**EXERCISE DESCRIPTION:**
Collect the lines of the entries where "JobSubmissionProtocol" shows up.

**RECORDS PROVIDED:**

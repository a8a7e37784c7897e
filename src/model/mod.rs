pub mod config;
pub mod currency;
pub mod position;
pub mod prices;
pub mod presale;
pub mod scenario;

pub use config::CalculatorConfig;
pub use currency::Currency;
pub use position::{Deposit, PoolConfig};
pub use presale::{Countdown, PresalePhase, PresalePrice, PresaleWindow, PricePoint};
pub use prices::PriceBasket;
pub use scenario::ScenarioResult;
#[cfg(feature = "full")]
pub mod export;
pub mod summary;

#[cfg(feature = "full")]
pub use cli::*;
pub use summary::AnalysisSummary;

#[cfg(feature = "full")]
mod cli {
    use std::path::PathBuf;

    use anyhow::{Context, Result, bail};
    use tracing::info;

    use super::AnalysisSummary;
    use super::export;
    use crate::example;
    use crate::model::{CalculatorConfig, Currency, ScenarioResult};
    use crate::validate;

    /// Where the calculator inputs come from and what to override.
    pub struct InputConfig {
        pub config_path: Option<PathBuf>,
        pub amount: Option<f64>,
        pub currency: Option<Currency>,
    }

    pub struct ScenarioConfig {
        pub input: InputConfig,
        pub change_pct: f64,
        pub json: bool,
    }

    #[derive(Debug, Clone, Copy, PartialEq, Eq)]
    pub enum OutputFormat {
        Table,
        Json,
        Csv,
    }

    impl std::str::FromStr for OutputFormat {
        type Err = anyhow::Error;

        fn from_str(s: &str) -> Result<Self> {
            match s.to_lowercase().as_str() {
                "table" => Ok(OutputFormat::Table),
                "json" => Ok(OutputFormat::Json),
                "csv" => Ok(OutputFormat::Csv),
                other => bail!("Unknown format '{other}'. Use 'table', 'json' or 'csv'."),
            }
        }
    }

    pub struct AnalysisConfig {
        pub input: InputConfig,
        pub min_change: f64,
        pub max_change: f64,
        pub step: f64,
        pub format: OutputFormat,
        pub output: Option<PathBuf>,
    }

    /// Load the config file (or the built-in example), apply CLI overrides,
    /// and validate the result.
    pub fn load_input(input: &InputConfig) -> Result<CalculatorConfig> {
        let mut config = match &input.config_path {
            Some(path) => {
                let contents = std::fs::read_to_string(path)
                    .with_context(|| format!("reading config at {}", path.display()))?;
                serde_json::from_str::<CalculatorConfig>(&contents)
                    .with_context(|| format!("parsing config {}", path.display()))?
            }
            None => {
                info!("no config file given, using the example config");
                example::example_config()
            }
        };

        if let Some(amount) = input.amount {
            config.deposit.amount = amount;
        }
        if let Some(currency) = input.currency {
            config.deposit.currency = currency;
        }

        validate::validate(&config).map_err(validate::into_anyhow)?;
        Ok(config)
    }

    /// CLI entry point for the `scenario` subcommand.
    pub fn run_scenario(config: &ScenarioConfig) -> Result<()> {
        let input = load_input(&config.input)?;
        let calculator = input.calculator()?;
        let result = calculator.calculate_position(config.change_pct)?;

        if config.json {
            println!("{}", serde_json::to_string_pretty(&result)?);
        } else {
            print_scenario(&input.label(), &result);
        }
        Ok(())
    }

    /// CLI entry point for the `analysis` subcommand.
    pub fn run(config: &AnalysisConfig) -> Result<()> {
        let input = load_input(&config.input)?;
        let calculator = input.calculator()?;
        let results: Vec<ScenarioResult> = calculator
            .generate_analysis(config.min_change, config.max_change, config.step)?
            .collect();
        info!(scenarios = results.len(), "analysis complete");

        match config.format {
            OutputFormat::Table => {
                print_table(&input.label(), &results);
                if let Some(summary) = AnalysisSummary::from_results(&results) {
                    print_summary(&summary);
                }
                if config.output.is_some() {
                    println!("  (--output is ignored for table format)");
                }
            }
            OutputFormat::Json => {
                let doc = serde_json::json!({
                    "label": input.label(),
                    "summary": AnalysisSummary::from_results(&results),
                    "scenarios": results,
                });
                let json = serde_json::to_string_pretty(&doc)?;
                match &config.output {
                    Some(path) => std::fs::write(path, json)
                        .with_context(|| format!("writing {}", path.display()))?,
                    None => println!("{json}"),
                }
            }
            OutputFormat::Csv => match &config.output {
                Some(path) => {
                    let file = std::fs::File::create(path)
                        .with_context(|| format!("writing {}", path.display()))?;
                    export::write_csv(file, &results)?;
                }
                None => export::write_csv(std::io::stdout().lock(), &results)?,
            },
        }

        if let Some(path) = &config.output {
            if config.format != OutputFormat::Table {
                println!("Wrote {} scenarios to {}", results.len(), path.display());
            }
        }
        Ok(())
    }

    pub fn print_scenario(label: &str, r: &ScenarioResult) {
        let ic = &r.input_currency;
        println!("\n{}", "═".repeat(60));
        println!("  {label}: HTR {:+.2}%", r.price_change_pct);
        println!("{}", "═".repeat(60));
        println!(
            "  {:<28} {} {} (${:.2})",
            "Deposit", ic.amount, ic.currency, ic.usd_value
        );
        println!("  {:<28} {}", "Hold period (months)", r.hold_period_months);
        println!("  {:<28} ${:.6}", "Ending HTR price", r.end_price.htr_price);
        println!(
            "  {:<28} {:.2} USDT / {:.2} HTR",
            "Starting pool", r.starting_balances.usdt, r.starting_balances.htr
        );
        println!(
            "  {:<28} {:.2} USDT / {:.2} HTR",
            "Pool after move", r.new_balances.usdt, r.new_balances.htr
        );
        println!("  {:<28} ${:.2}", "DEX fees", r.usdt_dex_fees);
        println!("  {:<28} ${:.2}", "IL deficit", r.usdt_deficit);
        println!("  {:<28} {:.2} HTR", "IL protection", r.htr_il_protection);
        println!(
            "  {:<28} ${:.2} ({:.6} {})",
            "LP value", r.lp_value.usd, r.lp_value.original_currency, ic.currency
        );
        println!("  {}", "-".repeat(56));
        println!("  {:<28} {:>12} {:>12}", "", "HODL bonus", "Sell bonus");
        println!(
            "  {:<28} {:>12.2} {:>12.2}",
            "Bonus ($)", r.plus_bonus.hodl, r.plus_bonus.sell
        );
        println!(
            "  {:<28} {:>12.2} {:>12.2}",
            "Final value ($)", r.final_value.hodl, r.final_value.sell
        );
        println!(
            "  {:<28} {:>+12.2} {:>+12.2}",
            "vs deposit (%)", r.pct_change.hodl, r.pct_change.sell
        );
        println!("{}", "═".repeat(60));
    }

    pub fn print_table(label: &str, results: &[ScenarioResult]) {
        println!("\n{}", "═".repeat(112));
        println!("  Return analysis: {label}");
        println!("{}", "═".repeat(112));
        println!(
            "  {:>8} {:>11} {:>12} {:>14} {:>11} {:>12} {:>12} {:>8} {:>8} {:>8}",
            "HTR %",
            "HTR price",
            "USDT leg",
            "HTR leg",
            "IL ($)",
            "LP ($)",
            "HODL ($)",
            "LP%",
            "HODL%",
            "Sell%",
        );
        println!("  {}", "-".repeat(110));
        for r in results {
            println!(
                "  {:>+8.1} {:>11.6} {:>12.2} {:>14.2} {:>11.2} {:>12.2} {:>12.2} {:>+8.2} {:>+8.2} {:>+8.2}",
                r.price_change_pct,
                r.end_price.htr_price,
                r.new_balances.usdt,
                r.new_balances.htr,
                r.usdt_deficit,
                r.lp_value.usd,
                r.final_value.hodl,
                r.pct_change.lp_only,
                r.pct_change.hodl,
                r.pct_change.sell,
            );
        }
        println!("{}", "═".repeat(112));
    }

    pub fn print_summary(s: &AnalysisSummary) {
        println!(
            "  {} scenarios. Worst HODL: {:+.2}% at HTR {:+.1}%. Best HODL: {:+.2}% at HTR {:+.1}%.",
            s.scenarios, s.worst_hodl_pct, s.worst_change_pct, s.best_hodl_pct, s.best_change_pct
        );
        println!(
            "  Max IL deficit ${:.2} at HTR {:+.1}%.",
            s.max_deficit_usd, s.max_deficit_change_pct
        );
        match s.hodl_breakeven_change_pct {
            Some(pct) => println!("  HODL strategy covers the deposit from HTR {pct:+.1}%."),
            None => println!("  HODL strategy never covers the deposit in this range."),
        }
    }
}
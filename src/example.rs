use crate::model::{CalculatorConfig, Currency, Deposit, PoolConfig, PriceBasket};

/// Reference position: 0.102 BTC paired against HTR at $0.07 with a
/// $2,000 bonus over a 12-month lock.
pub fn example_config() -> CalculatorConfig {
    CalculatorConfig {
        name: Some("0.102 BTC / HTR, 12-month lock".to_string()),
        prices: PriceBasket {
            htr: 0.07,
            btc: 98_520.0,
            eth: 3_339.0,
            usdc: 1.0,
            usdt: 1.0,
        },
        deposit: Deposit::new(0.102, Currency::Btc),
        pool: PoolConfig {
            hold_period_months: 12,
            bonus_value_usd: 2_000.0,
            dex_fees_bps: 25.0,
        },
    }
}

/// Print the example config JSON to stdout.
pub fn run() -> anyhow::Result<()> {
    let json = serde_json::to_string_pretty(&example_config())?;
    println!("{json}");
    Ok(())
}
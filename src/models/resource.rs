//! Resource catalog entries used to resolve adaptors and paths.

use serde::{Deserialize, Serialize};

/// Backing family of a group compute resource
#[derive(Debug, Clone, Copy, PartialEq, Eq, Hash, Serialize, Deserialize)]
#[serde(rename_all = "SCREAMING_SNAKE_CASE")]
pub enum ResourceType {
    Slurm,
    Aws,
}

#[derive(Debug, Clone, Copy, PartialEq, Eq, Hash, Serialize, Deserialize)]
#[serde(rename_all = "SCREAMING_SNAKE_CASE")]
pub enum JobSubmissionProtocol {
    Local,
    Ssh,
    SshFork,
    Cloud,
}

#[derive(Debug, Clone, Copy, PartialEq, Eq, Hash, Serialize, Deserialize)]
#[serde(rename_all = "SCREAMING_SNAKE_CASE")]
pub enum DataMovementProtocol {
    Local,
    Scp,
    Sftp,
    GridFtp,
}

/// Scheduler family of the compute resource, used to pick monitor commands
#[derive(Debug, Clone, Copy, PartialEq, Eq, Hash, Serialize, Deserialize)]
#[serde(rename_all = "SCREAMING_SNAKE_CASE")]
pub enum JobManagerType {
    Fork,
    Pbs,
    Slurm,
    Lsf,
    Uge,
    Cloud,
}

#[derive(Debug, Clone, PartialEq, Serialize, Deserialize)]
pub struct GroupComputeResourcePreference {
    pub compute_resource_id: String,
    pub group_resource_profile_id: String,
    pub resource_type: ResourceType,
    pub login_user_name: String,
    pub resource_specific_credential_store_token: Option<String>,
    pub scratch_location: String,
}

#[derive(Debug, Clone, PartialEq, Serialize, Deserialize)]
pub struct ComputeResourceDescription {
    pub compute_resource_id: String,
    pub host_name: String,
    pub job_submission_protocol: JobSubmissionProtocol,
    pub job_manager_type: JobManagerType,
}

#[derive(Debug, Clone, PartialEq, Serialize, Deserialize)]
pub struct StoragePreference {
    pub storage_resource_id: String,
    pub login_user_name: String,
    pub file_system_root_location: String,
    pub resource_specific_credential_store_token: Option<String>,
}

#[derive(Debug, Clone, PartialEq, Serialize, Deserialize)]
pub struct StorageResourceDescription {
    pub storage_resource_id: String,
    pub host_name: String,
    pub data_movement_protocol: DataMovementProtocol,
}

#[derive(Debug, Clone, PartialEq, Serialize, Deserialize)]
pub struct GatewayResourceProfile {
    pub gateway_id: String,
    pub credential_store_token: String,
}

#[derive(Debug, Clone, PartialEq, Serialize, Deserialize)]
pub struct ApplicationInterfaceDescription {
    pub application_interface_id: String,
    #[serde(default)]
    pub clean_after_staged: bool,
}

**EXPECTED ANSWER:**
pub enum JobSubmissionProtocol {
    pub job_submission_protocol: JobSubmissionProtocol,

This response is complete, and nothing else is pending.